As long as the bank keeps the bonds in its portfolio, these unrealized losses are on paper only, and become real material when it sells the bonds, just as most of the bonds in the possession of Bank of America are government-guaranteed securities, which means that they will often repaid at the end of the debt bond’s term. .

However, keeping the bank in possession of long-term investments with a low rate of return, such as debt securities secured by mortgage loans, for a period of 30 years, will not be the optimal investment for depositors’ money, while debt securities that can be purchased currently provide a rate of return that increases by up to Four times more than the one the bank bought three years ago.

In addition, since the bank’s most important job is to achieve the best return from the investment of its depositors’ money, Bank of America partially deviates from that goal with its large portfolio of debt securities.

It’s true that the long years of low interest rates near zero, increased procedural restrictions, and weak economic growth prompted most banks to pump more deposits of their customers into bonds and other debt securities, but the matter also depended on the investment strategies of each bank.

According to figures from the Federal Bank Deposit Insurance Corporation, from the end of 2019 until the middle of last year 2022, all banks’ holdings of securities, most of which are treasury bonds or debt securities secured by mortgage loans, increased by 54 percent, or by two trillion dollars.

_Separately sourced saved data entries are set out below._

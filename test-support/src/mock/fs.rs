//! FS 相关操作的 Mock 实现
//!
//! 注意：这里不直接依赖 `fs` crate（避免循环依赖）。
//! `fs` crate 在 `cfg(test)` 下为这些类型实现其 trait（例如 `FsOps`）。

use core::sync::atomic::{AtomicU8, AtomicUsize, Ordering};

/// Mock 的 FS 运行时操作
///
/// 控制台输出只计数不保存；控制台输入恒定返回 `input`。
pub struct MockFsOps {
    pub written: AtomicUsize,
    pub input: AtomicU8,
}

impl MockFsOps {
    pub const fn new() -> Self {
        Self {
            written: AtomicUsize::new(0),
            input: AtomicU8::new(b'\n'),
        }
    }

    /// 累计写到控制台的字节数
    pub fn written(&self) -> usize {
        self.written.load(Ordering::Relaxed)
    }
}

impl Default for MockFsOps {
    fn default() -> Self {
        Self::new()
    }
}

/// 全局 Mock 实例
pub static MOCK_FS_OPS: MockFsOps = MockFsOps::new();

This is what put the banks in a position to face unrealized losses, or on paper, because of their large holdings of bonds, but it remains that Bank of America will not have to sell the bonds at large losses that cause it a problem, as happened with the Silicon Valley bank, which It collapsed last March, and the bank has cash assets amounting to $370 billion, so it is not facing a liquidity crisis like the one that caused the collapse of regional banks three months ago.